The biggest shakeup of US telecommunications laws in a decade has moved a step closer as the House of Representatives passed a bill to ease phone companies' access to the cable television business.
The Communications, Opportunity, Promotion and Enhancement Act would allow telcos such as Verizon and AT&T to obtain national franchises to offer TV services, rather than having to seek approval from each local authority as cable operators must currently do.
Supporters of the bill say it will encourage expansion of broadband because phone and cable providers want to woo customers by bundling voice and video with data service.
Comments the bill's main sponsor, Republican Joe Barton: "The US doesn't even rank in the top ten of the nations of the world in broadband deployment. This bill should change that statistic."
Democrats in the House are less impressed.
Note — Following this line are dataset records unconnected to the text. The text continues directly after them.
#[cfg(test)]
mod tests {
    use std::collections::HashSet;

    use super::*;
    use crate::registry::compute_fingerprint;

    fn name(test: &str, subtest: Option<&str>) -> TestName {
        TestName {
            name: Arc::from(test),
            subtest: subtest.map(Arc::from),
        }
    }

    fn eval(filter: &Filter, test: &str, subtest: Option<&str>) -> bool {
        filter.matches(compute_fingerprint(test, subtest).unwrap(), &name(test, subtest))
    }

    fn run_results(entries: &[(&str, TestStatus)]) -> Arc<RunResults> {
        Arc::new(
            entries
                .iter()
                .map(|(t, s)| (compute_fingerprint(t, None).unwrap(), *s))
                .collect(),
        )
    }

    fn compile(query: &ConcreteQuery, runs: &[(i64, Arc<RunResults>)]) -> Result<Filter> {
        let map = runs
            .iter()
            .map(|(id, r)| (RunId(*id), Arc::clone(r)))
            .collect();
        let ordered: Vec<_> = runs.iter().map(|(_, r)| Arc::clone(r)).collect();
        Filter::compile(query, &map, &ordered)
    }

    #[test]
    fn name_patterns_ignore_case() {
        let f = compile(
            &ConcreteQuery::TestNamePattern {
                pattern: "DOM".into(),
            },
            &[],
        )
        .unwrap();
        assert!(eval(&f, "/html/dom/a.html", None));
        assert!(!eval(&f, "/css/a.html", None));
    }

    #[test]
    fn path_is_a_prefix() {
        let f = compile(&ConcreteQuery::TestPath { path: "/dom/".into() }, &[]).unwrap();
        assert!(eval(&f, "/dom/nodes/a.html", None));
        assert!(!eval(&f, "/html/dom/a.html", None));
    }

    #[test]
    fn subtest_pattern_needs_a_subtest() {
        let f = compile(
            &ConcreteQuery::SubtestNamePattern {
                subtest: "first".into(),
            },
            &[],
        )
        .unwrap();
        assert!(eval(&f, "/a", Some("The First one")));
        assert!(!eval(&f, "/a/first", None));
    }

    #[test]
    fn status_and_counts() {
        let r1 = run_results(&[("/a", TestStatus::Pass), ("/b", TestStatus::Fail)]);
        let r2 = run_results(&[("/a", TestStatus::Pass), ("/b", TestStatus::Pass)]);
        let runs = [(1, r1), (2, r2)];
        let pass = |run| ConcreteQuery::RunTestStatusEq {
            run: RunId(run),
            status: TestStatus::Pass,
        };

        let two = compile(
            &ConcreteQuery::Count {
                count: 2,
                args: vec![pass(1), pass(2)],
            },
            &runs,
        )
        .unwrap();
        assert!(eval(&two, "/a", None));
        assert!(!eval(&two, "/b", None));

        let more = compile(
            &ConcreteQuery::MoreThan {
                count: 0,
                args: vec![pass(1), pass(2)],
            },
            &runs,
        )
        .unwrap();
        assert!(eval(&more, "/b", None));
        assert!(!eval(&more, "/missing", None));

        let neq = compile(
            &ConcreteQuery::RunTestStatusNeq {
                run: RunId(1),
                status: TestStatus::Pass,
            },
            &runs,
        )
        .unwrap();
        assert!(eval(&neq, "/b", None));
        assert!(eval(&neq, "/missing", None));
    }

    #[test]
    fn unknown_run_fails_compilation() {
        let err = compile(
            &ConcreteQuery::RunTestStatusEq {
                run: RunId(9),
                status: TestStatus::Pass,
            },
            &[],
        )
        .unwrap_err();
        assert!(matches!(err, Error::UnknownRun(RunId(9))));
    }

    #[test]
    fn metadata_atoms() {
        let mut links = PathValues::new();
        links.insert("/a/*", "https://CRBUG.com/1");
        let mut labels = PathValues::new();
        labels.insert("/a/b.html", "Interop");
        let results = run_results(&[("/a/b.html", TestStatus::Fail)]);

        let link = compile(
            &ConcreteQuery::Link {
                pattern: "crbug".into(),
                metadata: Arc::new(links.clone()),
            },
            &[],
        )
        .unwrap();
        assert!(eval(&link, "/a/x.html", None));
        assert!(!eval(&link, "/b/x.html", None));

        let label = compile(
            &ConcreteQuery::TestLabel {
                label: "interop".into(),
                metadata: Arc::new(labels),
            },
            &[],
        )
        .unwrap();
        assert!(eval(&label, "/a/b.html", None));

        let triaged = compile(
            &ConcreteQuery::Triaged {
                run: RunId(1),
                metadata: Arc::new(links),
            },
            &[(1, results)],
        )
        .unwrap();
        assert!(eval(&triaged, "/a/b.html", None));
        assert!(!eval(&triaged, "/a/c.html", None));

        let data = WebFeaturesData::from([(
            "/a/b.html".to_string(),
            HashSet::from(["grid".to_string()]),
        )]);
        let feature = compile(
            &ConcreteQuery::TestWebFeature {
                feature: "grid".into(),
                data: Arc::new(data),
            },
            &[],
        )
        .unwrap();
        assert!(eval(&feature, "/a/b.html", None));
        assert!(!eval(&feature, "/a/c.html", None));
    }

    #[test]
    fn qualities() {
        let r1 = run_results(&[("/same", TestStatus::Pass), ("/diff", TestStatus::Pass)]);
        let r2 = run_results(&[("/same", TestStatus::Pass), ("/diff", TestStatus::Fail)]);
        let runs = [(1, r1), (2, r2)];
        let different =
            compile(&ConcreteQuery::MetadataQuality(MetadataQuality::Different), &runs).unwrap();
        assert!(eval(&different, "/diff", None));
        assert!(!eval(&different, "/same", None));

        let tentative =
            compile(&ConcreteQuery::MetadataQuality(MetadataQuality::Tentative), &[]).unwrap();
        assert!(eval(&tentative, "/x/a.tentative.html", None));
        assert!(eval(&tentative, "/x/tentative/a.html", None));
        assert!(!eval(&tentative, "/x/a.html", None));

        let optional =
            compile(&ConcreteQuery::MetadataQuality(MetadataQuality::Optional), &[]).unwrap();
        assert!(eval(&optional, "/x/a.optional.html", None));
        assert!(!eval(&optional, "/x/a.html", None));
    }

    #[test]
    fn cancel_token() {
        let token = CancelToken::new();
        assert!(token.check().is_ok());
        let clone = token.clone();
        clone.cancel();
        assert!(matches!(token.check(), Err(Error::Cancelled(_))));

        let expired = CancelToken::new().with_deadline(Instant::now());
        assert_eq!(expired.check().unwrap_err().code(), "plan.cancelled");
    }
}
They fear phone and cable companies will cherry-pick wealthier neighborhoods, eliminating the current requirement by local governments that cable providers also serve poorer and minority areas.
They also argue that the proposed legislation does not go far enough to address the hot issue of 'net neutrality', or how to ensure that telephone, cable and other internet providers do not discriminate against competitors or users by limiting access or charging higher fees.
The Barton bill gives regulator, the Federal Communications Commission, authority to enforce net neutrality principles and set fines of up to $500,000 (€395K; £271K) for violations.
Democrat Edward Markey offered an amendment stating that broadband network providers must not discriminate against or interfere with users' ability to access or offer lawful content.
Opponents, however, argued it would create government regulations controlling the internet and make it more difficult for service providers to invest in new high-speed technology.
It was defeated by a wide margin.
The White House said in a statement that it supported the bill and its language on video franchising. But on net neutrality, the administration said the FCC has the power to address potential abuses.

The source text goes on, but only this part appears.